==== Input material
//! Process-wide byte budget for strongly retained coverages.
//!
//! Every decoded coverage is recorded here with its byte size. When the
//! running total exceeds the budget, the least recently used entries are
//! demoted: their coverage is then only weakly retained, and freed as soon
//! as no caller holds it.

use std::sync::atomic::{AtomicU64, Ordering};
use std::sync::{Arc, Mutex, Weak};

use lru::LruCache;
use metrics::{counter, gauge};
use tracing::{debug, info};

use coverage_common::CatalogConfig;

use crate::entry::CoverageEntry;
use crate::lock;

/// Counters describing cache behaviour.
#[derive(Debug, Default)]
pub struct MemoryStats {
    pub hits: AtomicU64,
    pub misses: AtomicU64,
    pub decodes: AtomicU64,
    pub demotions: AtomicU64,
    pub aborts: AtomicU64,
}

impl MemoryStats {
    /// Fraction of coverage requests served from cache, in `[0, 1]`.
    pub fn hit_rate(&self) -> f64 {
        let hits = self.hits.load(Ordering::Relaxed) as f64;
        let misses = self.misses.load(Ordering::Relaxed) as f64;
        if hits + misses == 0.0 {
            0.0
        } else {
            hits / (hits + misses)
        }
    }
}

struct Tracked {
    entry: Weak<CoverageEntry>,
    bytes: usize,
}

struct RecentlyUsed {
    list: LruCache<u64, Tracked>,
    total: usize,
}

/// The recently-used list shared by every catalog of a process.
pub struct CoverageMemory {
    budget: usize,
    recent: Mutex<RecentlyUsed>,
    stats: MemoryStats,
}

impl CoverageMemory {
    /// Create a list with a budget in bytes.
    pub fn new(budget: usize) -> Self {
        Self {
            budget,
            recent: Mutex::new(RecentlyUsed {
                list: LruCache::unbounded(),
                total: 0,
            }),
            stats: MemoryStats::default(),
        }
    }

    pub fn from_config(config: &CatalogConfig) -> Self {
        Self::new(config.memory_budget_bytes())
    }

    pub fn budget(&self) -> usize {
        self.budget
    }

    /// Bytes of coverages currently retained strongly.
    pub fn total_bytes(&self) -> usize {
        lock(&self.recent).total
    }

    pub fn tracked_entries(&self) -> usize {
        lock(&self.recent).list.len()
    }

    pub fn stats(&self) -> &MemoryStats {
        &self.stats
    }

    /// Record a freshly retained coverage, demoting older entries when the
    /// budget is exceeded. The recorded entry itself is never demoted.
    pub(crate) fn record(&self, entry: &Arc<CoverageEntry>, bytes: usize) {
        let id = entry.id();
        let mut demote = Vec::new();
        let total = {
            let mut recent = lock(&self.recent);
            let tracked = Tracked {
                entry: Arc::downgrade(entry),
                bytes,
            };
            if let Some(previous) = recent.list.put(id, tracked) {
                recent.total = recent.total.saturating_sub(previous.bytes);
            }
            recent.total += bytes;

            while recent.total > self.budget {
                match recent.list.peek_lru() {
                    Some((oldest, _)) if *oldest != id => {}
                    _ => break,
                }
                if let Some((_, oldest)) = recent.list.pop_lru() {
                    recent.total = recent.total.saturating_sub(oldest.bytes);
                    demote.push(oldest);
                }
            }
            recent.total
        };

        self.demote_all(demote);
        gauge!("coverage_cache_bytes").set(total as f64);
        debug!(entry = %entry.name(), bytes, total, budget = self.budget, "Recorded coverage");
    }

    /// Mark an entry as most recently used.
    pub(crate) fn touch(&self, id: u64) {
        let _ = lock(&self.recent).list.get(&id);
    }

    /// Stop tracking an entry that is being dropped.
    pub(crate) fn forget(&self, id: u64) {
        let mut recent = lock(&self.recent);
        if let Some(tracked) = recent.list.pop(&id) {
            recent.total = recent.total.saturating_sub(tracked.bytes);
            gauge!("coverage_cache_bytes").set(recent.total as f64);
        }
    }

    /// Demote every tracked entry. Returns the number of entries demoted.
    ///
    /// This is the hook for forced reclamation: afterwards a coverage stays
    /// alive only while a caller holds it.
    pub fn release_all(&self) -> usize {
        let drained = {
            let mut recent = lock(&self.recent);
            recent.total = 0;
            let mut drained = Vec::with_capacity(recent.list.len());
            while let Some((_, tracked)) = recent.list.pop_lru() {
                drained.push(tracked);
            }
            drained
        };
        gauge!("coverage_cache_bytes").set(0.0);
        self.demote_all(drained)
    }

    fn demote_all(&self, tracked: Vec<Tracked>) -> usize {
        let mut demoted = 0;
        for t in tracked {
            let Some(entry) = t.entry.upgrade() else { continue };
            if entry.demote() {
                demoted += 1;
                info!(entry = %entry.name(), bytes = t.bytes, "Demoted coverage to weak retention");
            }
        }
        if demoted > 0 {
            self.stats.demotions.fetch_add(demoted as u64, Ordering::Relaxed);
            counter!("coverage_demotions_total").increment(demoted as u64);
        }
        demoted
    }

    pub(crate) fn record_hit(&self) {
        self.stats.hits.fetch_add(1, Ordering::Relaxed);
        counter!("coverage_cache_hits_total").increment(1);
    }

    pub(crate) fn record_miss(&self) {
        self.stats.misses.fetch_add(1, Ordering::Relaxed);
        counter!("coverage_cache_misses_total").increment(1);
    }

    pub(crate) fn record_decode(&self) {
        self.stats.decodes.fetch_add(1, Ordering::Relaxed);
        counter!("coverage_decodes_total").increment(1);
    }

    pub(crate) fn record_abort(&self) {
        self.stats.aborts.fetch_add(1, Ordering::Relaxed);
        counter!("coverage_aborts_total").increment(1);
    }
}

impl std::fmt::Debug for CoverageMemory {
    fn fmt(&self, f: &mut std::fmt::Formatter<'_>) -> std::fmt::Result {
        f.debug_struct("CoverageMemory")
            .field("budget", &self.budget)
            .field("total", &self.total_bytes())
            .finish()
    }
}

#[cfg(test)]
mod tests {
    use super::*;

    #[test]
    fn test_hit_rate() {
        let stats = MemoryStats::default();
        assert_eq!(stats.hit_rate(), 0.0);
        stats.hits.store(3, Ordering::Relaxed);
        stats.misses.store(1, Ordering::Relaxed);
        assert!((stats.hit_rate() - 0.75).abs() < 1e-12);
    }

    #[test]
    fn test_empty_memory() {
        let memory = CoverageMemory::new(1024);
        assert_eq!(memory.total_bytes(), 0);
        assert_eq!(memory.release_all(), 0);
        memory.forget(42);
        assert_eq!(memory.tracked_entries(), 0);
    }
}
========
◆ **What to work on**:
All entries must be repeated exactly.

◆ **Task output**:
//! Process-wide byte budget for strongly retained coverages.
//!
//! Every decoded coverage is recorded here with its byte size. When the
//! running total exceeds the budget, the least recently used entries are
//! demoted: their coverage is then only weakly retained, and freed as soon
//! as no caller holds it.

use std::sync::atomic::{AtomicU64, Ordering};
use std::sync::{Arc, Mutex, Weak};

use lru::LruCache;
use metrics::{counter, gauge};
use tracing::{debug, info};

use coverage_common::CatalogConfig;

use crate::entry::CoverageEntry;
use crate::lock;

/// Counters describing cache behaviour.
#[derive(Debug, Default)]
pub struct MemoryStats {
    pub hits: AtomicU64,
    pub misses: AtomicU64,
    pub decodes: AtomicU64,
    pub demotions: AtomicU64,
    pub aborts: AtomicU64,
}

impl MemoryStats {
    /// Fraction of coverage requests served from cache, in `[0, 1]`.
    pub fn hit_rate(&self) -> f64 {
        let hits = self.hits.load(Ordering::Relaxed) as f64;
        let misses = self.misses.load(Ordering::Relaxed) as f64;
        if hits + misses == 0.0 {
            0.0
        } else {
            hits / (hits + misses)
        }
    }
}

struct Tracked {
    entry: Weak<CoverageEntry>,
    bytes: usize,
}

struct RecentlyUsed {
    list: LruCache<u64, Tracked>,
    total: usize,
}

/// The recently-used list shared by every catalog of a process.
pub struct CoverageMemory {
    budget: usize,
    recent: Mutex<RecentlyUsed>,
    stats: MemoryStats,
}

impl CoverageMemory {
    /// Create a list with a budget in bytes.
    pub fn new(budget: usize) -> Self {
        Self {
            budget,
            recent: Mutex::new(RecentlyUsed {
                list: LruCache::unbounded(),
                total: 0,
            }),
            stats: MemoryStats::default(),
        }
    }

    pub fn from_config(config: &CatalogConfig) -> Self {
        Self::new(config.memory_budget_bytes())
    }

    pub fn budget(&self) -> usize {
        self.budget
    }

    /// Bytes of coverages currently retained strongly.
    pub fn total_bytes(&self) -> usize {
        lock(&self.recent).total
    }

    pub fn tracked_entries(&self) -> usize {
        lock(&self.recent).list.len()
    }

    pub fn stats(&self) -> &MemoryStats {
        &self.stats
    }

    /// Record a freshly retained coverage, demoting older entries when the
    /// budget is exceeded. The recorded entry itself is never demoted.
    pub(crate) fn record(&self, entry: &Arc<CoverageEntry>, bytes: usize) {
        let id = entry.id();
        let mut demote = Vec::new();
        let total = {
            let mut recent = lock(&self.recent);
            let tracked = Tracked {
                entry: Arc::downgrade(entry),
                bytes,
            };
            if let Some(previous) = recent.list.put(id, tracked) {
                recent.total = recent.total.saturating_sub(previous.bytes);
            }
            recent.total += bytes;

            while recent.total > self.budget {
                match recent.list.peek_lru() {
                    Some((oldest, _)) if *oldest != id => {}
                    _ => break,
                }
                if let Some((_, oldest)) = recent.list.pop_lru() {
                    recent.total = recent.total.saturating_sub(oldest.bytes);
                    demote.push(oldest);
                }
            }
            recent.total
        };

        self.demote_all(demote);
        gauge!("coverage_cache_bytes").set(total as f64);
        debug!(entry = %entry.name(), bytes, total, budget = self.budget, "Recorded coverage");
    }

    /// Mark an entry as most recently used.
    pub(crate) fn touch(&self, id: u64) {
        let _ = lock(&self.recent).list.get(&id);
    }

    /// Stop tracking an entry that is being dropped.
    pub(crate) fn forget(&self, id: u64) {
        let mut recent = lock(&self.recent);
        if let Some(tracked) = recent.list.pop(&id) {
            recent.total = recent.total.saturating_sub(tracked.bytes);
            gauge!("coverage_cache_bytes").set(recent.total as f64);
        }
    }

    /// Demote every tracked entry. Returns the number of entries demoted.
    ///
    /// This is the hook for forced reclamation: afterwards a coverage stays
    /// alive only while a caller holds it.
    pub fn release_all(&self) -> usize {
        let drained = {
            let mut recent = lock(&self.recent);
            recent.total = 0;
            let mut drained = Vec::with_capacity(recent.list.len());
            while let Some((_, tracked)) = recent.list.pop_lru() {
                drained.push(tracked);
            }
            drained
        };
        gauge!("coverage_cache_bytes").set(0.0);
        self.demote_all(drained)
    }

    fn demote_all(&self, tracked: Vec<Tracked>) -> usize {
        let mut demoted = 0;
        for t in tracked {
            let Some(entry) = t.entry.upgrade() else { continue };
            if entry.demote() {
                demoted += 1;
                info!(entry = %entry.name(), bytes = t.bytes, "Demoted coverage to weak retention");
            }
        }
        if demoted > 0 {
            self.stats.demotions.fetch_add(demoted as u64, Ordering::Relaxed);
            counter!("coverage_demotions_total").increment(demoted as u64);
        }
        demoted
    }

    pub(crate) fn record_hit(&self) {
        self.stats.hits.fetch_add(1, Ordering::Relaxed);
        counter!("coverage_cache_hits_total").increment(1);
    }

    pub(crate) fn record_miss(&self) {
        self.stats.misses.fetch_add(1, Ordering::Relaxed);
        counter!("coverage_cache_misses_total").increment(1);
    }

    pub(crate) fn record_decode(&self) {
        self.stats.decodes.fetch_add(1, Ordering::Relaxed);
        counter!("coverage_decodes_total").increment(1);
    }

    pub(crate) fn record_abort(&self) {
        self.stats.aborts.fetch_add(1, Ordering::Relaxed);
        counter!("coverage_aborts_total").increment(1);
    }
}

impl std::fmt::Debug for CoverageMemory {
    fn fmt(&self, f: &mut std::fmt::Formatter<'_>) -> std::fmt::Result {
        f.debug_struct("CoverageMemory")
            .field("budget", &self.budget)
            .field("total", &self.total_bytes())
            .finish()
    }
}

#[cfg(test)]
mod tests {
    use super::*;

    #[test]
    fn test_hit_rate() {
        let stats = MemoryStats::default();
        assert_eq!(stats.hit_rate(), 0.0);
        stats.hits.store(3, Ordering::Relaxed);
        stats.misses.store(1, Ordering::Relaxed);
        assert!((stats.hit_rate() - 0.75).abs() < 1e-12);
    }

    #[test]
    fn test_empty_memory() {
        let memory = CoverageMemory::new(1024);
        assert_eq!(memory.total_bytes(), 0);
        assert_eq!(memory.release_all(), 0);
        memory.forget(42);
        assert_eq!(memory.tracked_entries(), 0);
    }
}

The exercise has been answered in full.